# The Inspection Paradox is Everywhere

Allen Downey 2019

``````

In [1]:

import numpy as np
import pandas as pd
import matplotlib.pyplot as plt
import seaborn as sns

from empiricaldist import Pmf

from utils import decorate

``````
``````

In [2]:

# set the random seed so we get the same results every time
np.random.seed(17)

``````
``````

In [3]:

# make the directory for the figures
!mkdir inspection

``````
``````

mkdir: cannot create directory ‘inspection’: File exists

``````

## Class size

Here's the data summarizing the distribution of undergraduate class sizes at Purdue University in 2013-14.

``````

In [4]:

# Class size data originally from
# now available from

sizes = [(1, 1),
(2, 9),
(10, 19),
(20, 29),
(30, 39),
(40, 49),
(50, 99),
(100, 300)]

counts = [138, 635, 1788, 1979, 796, 354, 487, 333]

``````

I generate a sample from this distribution, assuming a uniform distribution in each range and an upper bound of 300.

``````

In [5]:

def generate_sample(sizes, counts):
"""Generate a sample from a distribution.

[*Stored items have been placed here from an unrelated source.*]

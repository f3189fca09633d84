//! Command implementations for the boxel CLI

pub mod check_runtime;
pub mod lower;

pub use check_runtime::check_runtime_command;
pub use lower::lower_command;

use std::path::Path;

use boxel_core::RuntimeDefinition;
use tracing::debug;

use crate::config::CliConfig;
use crate::Result;

/// Load the runtime definition named on the command line, then the one in
/// the configuration file, then the bundled one.
pub fn load_runtime(flag: Option<&Path>, config: &CliConfig) -> Result<RuntimeDefinition> {
    let runtime = match flag.or(config.runtime.path.as_deref()) {
        Some(path) => {
            debug!(path = %path.display(), "loading runtime definition");
            RuntimeDefinition::load(path)?
        }
        None => {
            debug!("using bundled runtime definition");
            RuntimeDefinition::bundled()?
        }
    };
    Ok(runtime)
}

#[cfg(test)]
mod tests {
    use super::*;
    use crate::config::RuntimeConfig;
    use crate::CliError;

    #[test]
    fn flag_takes_precedence_over_config() {
        let dir = tempfile::tempdir().unwrap();
        let config = CliConfig {
            runtime: RuntimeConfig {
                path: Some(dir.path().join("from-config.json")),
            },
            ..CliConfig::default()
        };

        let err = load_runtime(Some(&dir.path().join("from-flag.json")), &config).unwrap_err();
        match err {
            CliError::Lowering(boxel_core::Error::RuntimeUnavailable { path, .. }) => {
                assert!(path.ends_with("from-flag.json"))
            }
            other => panic!("unexpected error: {other:?}"),
        }
    }

    #[test]
    fn bundled_runtime_is_the_fallback() {
        let runtime = load_runtime(None, &CliConfig::default()).unwrap();
        assert_eq!(runtime.display_name(), "boxel-runtime");
    }
}
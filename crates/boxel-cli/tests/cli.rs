//! Integration tests for the boxel CLI

use std::fs;
use std::path::PathBuf;

use assert_cmd::Command;
use predicates::prelude::*;
use tempfile::TempDir;

fn demo(name: &str) -> PathBuf {
    PathBuf::from(env!("CARGO_MANIFEST_DIR"))
        .join("../../demos")
        .join(name)
}

fn boxel() -> Command {
    Command::cargo_bin("boxel").unwrap()
}

/// The bundled runtime with `init_number` taking the wrong operand type.
const MISTYPED_RUNTIME: &str = r#"{
    "name": "mistyped",
    "types": [
        { "name": "struct.vm.Value", "fields": ["i32", "i32", "f64"] },
        { "name": "struct.vm.Context" },
        { "name": "struct.vm.String" }
    ],
    "functions": [
        { "name": "__boxel_get_argument", "params": ["ptr %struct.vm.Context", "i32"], "ret": "%struct.vm.Value" },
        { "name": "__boxel_init_number", "params": ["ptr %struct.vm.Value", "i32"] },
        { "name": "__boxel_init_string", "params": ["ptr %struct.vm.Context", "ptr %struct.vm.Value", "ptr i8"] },
        { "name": "__boxel_return", "params": ["ptr %struct.vm.Context", "%struct.vm.Value"] }
    ]
}"#;

#[test]
fn test_cli_help() {
    boxel()
        .arg("--help")
        .assert()
        .success()
        .stdout(predicate::str::contains("boxel"))
        .stdout(predicate::str::contains("check-runtime"));
}

#[test]
fn test_cli_version() {
    boxel()
        .arg("--version")
        .assert()
        .success()
        .stdout(predicate::str::contains(env!("CARGO_PKG_VERSION")));
}

#[test]
fn test_lower_round_trip() {
    boxel()
        .arg("lower")
        .arg(demo("round_trip.json"))
        .assert()
        .success()
        .stdout(predicate::str::contains("lir::Program a.out {"))
        .stdout(predicate::str::contains(
            "fn main(arg0: ptr %struct.vm.Context) -> void [linkage: external] {",
        ))
        .stdout(predicate::str::contains(
            "call @__boxel_init_number(%r2, f64 3.25)",
        ))
        .stdout(predicate::str::contains("call @__boxel_return(%local0, %r6)"))
        .stdout(predicate::str::contains("terminator: ret void"))
        .stderr(predicate::str::contains("placeholder").not());
}

#[test]
fn test_lower_branches_and_strings() {
    boxel()
        .args(["lower", "--module-name", "branchy"])
        .arg(demo("branch.json"))
        .assert()
        .success()
        .stdout(predicate::str::contains("lir::Program branchy {"))
        .stdout(predicate::str::contains("bb3 // label: L3 // preds: [bb1, bb2]"))
        .stdout(predicate::str::contains("@.str: [4 x i8]"))
        .stdout(predicate::str::contains("@.str.1: [3 x i8]"))
        .stderr(predicate::str::contains("non-boolean condition"));
}

#[test]
fn test_emit_input() {
    boxel()
        .args(["lower", "--emit", "input"])
        .arg(demo("round_trip.json"))
        .assert()
        .success()
        .stdout(predicate::str::contains("mir::Module {"))
        .stdout(predicate::str::contains("fn#0 main { temps: 1 } {"))
        .stdout(predicate::str::contains("lir::Program").not());
}

#[test]
fn test_unsupported_operations_are_reported() {
    boxel()
        .arg("lower")
        .arg(demo("dynamic.json"))
        .assert()
        .success()
        .stdout(predicate::str::contains("@__boxel_get_member"))
        .stdout(predicate::str::contains("fn anonymous.1("))
        .stderr(predicate::str::contains(
            "Call expression lowered to a zero placeholder",
        ))
        .stderr(predicate::str::contains(
            "Closure expression lowered to a zero placeholder",
        ));
}

#[test]
fn test_deny_unsupported_fails() {
    boxel()
        .args(["lower", "--deny-unsupported"])
        .arg(demo("dynamic.json"))
        .assert()
        .failure()
        .code(1)
        .stderr(predicate::str::contains("unsupported operation(s)"));

    boxel()
        .args(["lower", "--deny-unsupported"])
        .arg(demo("round_trip.json"))
        .assert()
        .success();
}

#[test]
fn test_output_file() {
    let dir = TempDir::new().unwrap();
    let output = dir.path().join("main.lir");

    boxel()
        .arg("lower")
        .arg(demo("round_trip.json"))
        .arg("--output")
        .arg(&output)
        .assert()
        .success()
        .stdout(predicate::str::is_empty());

    let text = fs::read_to_string(&output).unwrap();
    assert!(text.starts_with("lir::Program a.out {"));
}

#[test]
fn test_config_file_controls_output() {
    let dir = TempDir::new().unwrap();
    let config = dir.path().join("boxel.toml");
    fs::write(
        &config,
        "[lowering]\nmodule_name = \"configured\"\n\n[output]\nshow_types = false\ndiagnostics = \"plain\"\n",
    )
    .unwrap();

    boxel()
        .arg("--config")
        .arg(&config)
        .arg("lower")
        .arg(demo("branch.json"))
        .assert()
        .success()
        .stdout(predicate::str::contains("lir::Program configured {"))
        .stdout(predicate::str::contains("i0: %r0 = alloca %struct.vm.Value\n"))
        .stderr(predicate::str::contains("[isel] WARNING: non-boolean condition"));
}

#[test]
fn test_config_is_picked_up_from_working_directory() {
    let dir = TempDir::new().unwrap();
    fs::write(
        dir.path().join("boxel.toml"),
        "[lowering]\ninternal_linkage = true\n",
    )
    .unwrap();

    boxel()
        .current_dir(dir.path())
        .arg("lower")
        .arg(demo("round_trip.json"))
        .assert()
        .success()
        .stdout(predicate::str::contains("[linkage: internal]"));
}

#[test]
fn test_missing_input_fails() {
    let dir = TempDir::new().unwrap();
    boxel()
        .arg("lower")
        .arg(dir.path().join("absent.json"))
        .assert()
        .failure()
        .code(1)
        .stderr(predicate::str::contains("Invalid input module"));
}

#[test]
fn test_missing_runtime_fails() {
    let dir = TempDir::new().unwrap();
    boxel()
        .arg("lower")
        .arg(demo("round_trip.json"))
        .arg("--runtime")
        .arg(dir.path().join("missing.json"))
        .assert()
        .failure()
        .code(1)
        .stderr(predicate::str::contains("missing.json"));
}

#[test]
fn test_check_runtime_bundled() {
    boxel()
        .arg("check-runtime")
        .assert()
        .success()
        .stdout(predicate::str::contains("runtime boxel-runtime"))
        .stdout(predicate::str::contains("%struct.vm.Value = { i32, i32, f64 }"))
        .stdout(predicate::str::contains("@__boxel_binary_op"))
        .stdout(predicate::str::contains("not provided").not());
}

#[test]
fn test_check_runtime_rejects_mistyped_helper() {
    let dir = TempDir::new().unwrap();
    let runtime = dir.path().join("runtime.json");
    fs::write(&runtime, MISTYPED_RUNTIME).unwrap();

    boxel()
        .arg("check-runtime")
        .arg("--runtime")
        .arg(&runtime)
        .assert()
        .failure()
        .code(1)
        .stderr(predicate::str::contains("__boxel_init_number"));
}

#[test]
fn test_check_runtime_rejects_malformed_json() {
    let dir = TempDir::new().unwrap();
    let runtime = dir.path().join("runtime.json");
    fs::write(&runtime, "{ \"types\": 3 }").unwrap();

    boxel()
        .arg("check-runtime")
        .arg("--runtime")
        .arg(&runtime)
        .assert()
        .failure()
        .code(1)
        .stderr(predicate::str::contains("malformed"));
}
//! `boxel check-runtime`: link a runtime definition and resolve the catalog.

use std::fmt::Write as _;
use std::path::PathBuf;

use boxel_core::lir::{LirProgram, Ty};
use boxel_isel::{HelperRef, InstructionSelection, TypeCatalog};
use clap::Args;
use console::style;

use crate::commands::load_runtime;
use crate::config::CliConfig;
use crate::Result;

/// Arguments for the check-runtime command
#[derive(Debug, Clone, Args)]
pub struct CheckRuntimeArgs {
    /// Runtime definition artifact (overrides `[runtime] path`)
    #[arg(long)]
    pub runtime: Option<PathBuf>,
}

/// Execute the check-runtime command
pub fn check_runtime_command(args: CheckRuntimeArgs, config: &CliConfig) -> Result<()> {
    let runtime = load_runtime(args.runtime.as_deref(), config)?;
    let name = runtime.display_name().to_string();
    let selection = InstructionSelection::new(runtime, config.lowering.clone());
    let (program, catalog) = selection.prepare()?;

    print!("{}", describe(&name, &program, &catalog));
    Ok(())
}

/// Human-readable report of a resolved catalog.
pub fn describe(name: &str, program: &LirProgram, catalog: &TypeCatalog) -> String {
    let mut out = String::new();
    let _ = writeln!(out, "{} {}", style("runtime").cyan().bold(), name);
    let _ = writeln!(
        out,
        "  {} type(s), {} helper declaration(s)",
        program.type_definitions.len(),
        program.externals.len()
    );

    let _ = writeln!(out, "{}", style("types").yellow().bold());
    for (role, ty) in [
        ("number", &catalog.number),
        ("value", &catalog.value),
        ("context", &catalog.context_ptr),
        ("string", &catalog.string_ptr),
    ] {
        let _ = writeln!(out, "  {:<8} {}{}", role, ty, layout(program, ty));
    }
    let _ = writeln!(out, "  {:<8} {}", "function", catalog.function);

    let _ = writeln!(out, "{}", style("required helpers").yellow().bold());
    for (role, helper) in [
        ("get_argument", &catalog.get_argument),
        ("init_number", &catalog.init_number),
        ("init_string", &catalog.init_string),
        ("return", &catalog.return_value),
    ] {
        let _ = writeln!(out, "  {} {}", style("✓").green(), helper_line(role, helper));
    }

    let _ = writeln!(out, "{}", style("optional helpers").yellow().bold());
    for (role, helper) in catalog.optional_helpers() {
        let _ = match helper {
            Some(helper) => writeln!(out, "  {} {}", style("✓").green(), helper_line(role, helper)),
            None => writeln!(
                out,
                "  {} {:<12} not provided, lowered as placeholder",
                style("✗").red(),
                role
            ),
        };
    }
    out
}

fn helper_line(role: &str, helper: &HelperRef) -> String {
    format!("{:<12} @{}: {}", role, helper.name, helper.signature)
}

/// Body of a named struct, or of the struct a pointer points at.
fn layout(program: &LirProgram, ty: &Ty) -> String {
    let named = ty.pointee().unwrap_or(ty);
    let Some(definition) = named.struct_name().and_then(|name| program.type_definition(name)) else {
        return String::new();
    };
    match &definition.ty {
        Ty::Struct { fields, .. } if fields.is_empty() => " (opaque)".to_string(),
        Ty::Struct { fields, .. } => {
            let fields: Vec<_> = fields.iter().map(Ty::to_string).collect();
            format!(" = {{ {} }}", fields.join(", "))
        }
        _ => String::new(),
    }
}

sizes: sequence of (low, high) pairs
counts: sequence of integers

returns: NumPy array
"""
t = []
for (low, high), count in zip(sizes, counts):
print(count, low, high)
sample = np.random.randint(low, high+1, count)
t.extend(sample)
return np.array(t)

``````

The "unbiased" sample is as seen by the college, with each class equally likely to be in the sample.

``````

In [6]:

unbiased = generate_sample(sizes, counts)

``````
``````

138 1 1
635 2 9
1788 10 19
1979 20 29
796 30 39
354 40 49
487 50 99
333 100 300

``````

To generate a biased sample, we use the values themselves as weights and resample with replacement.

``````

In [7]:

def resample_weighted(sample, weights):
"""Generate a biased sample.

sample: NumPy array

returns: NumPy array
"""
n = len(sample)
p = weights / np.sum(weights)
return np.random.choice(sample, n, p=p)

``````
``````

In [8]:

biased = resample_weighted(unbiased, unbiased)

``````

To plot the distribution, I use KDE to estimate the density function, then evaluate it over the given sequence of `xs`.

``````

In [9]:

from scipy.stats import gaussian_kde

def kdeplot(sample, xs, label=None, **options):
"""Use KDE to plot the density function.

sample: NumPy array
xs: NumPy array
label: string
"""
density = gaussian_kde(sample, **options).evaluate(xs)
plt.plot(xs, density, label=label)
decorate(ylabel='Relative likelihood')

``````

The following plot shows the distribution of class size as seen by the Dean, and as seen by a sample of students.

``````

In [10]:

xs = np.arange(1, 300)
kdeplot(unbiased, xs, 'Reported by the Dean')
kdeplot(biased, xs, 'Reported by students')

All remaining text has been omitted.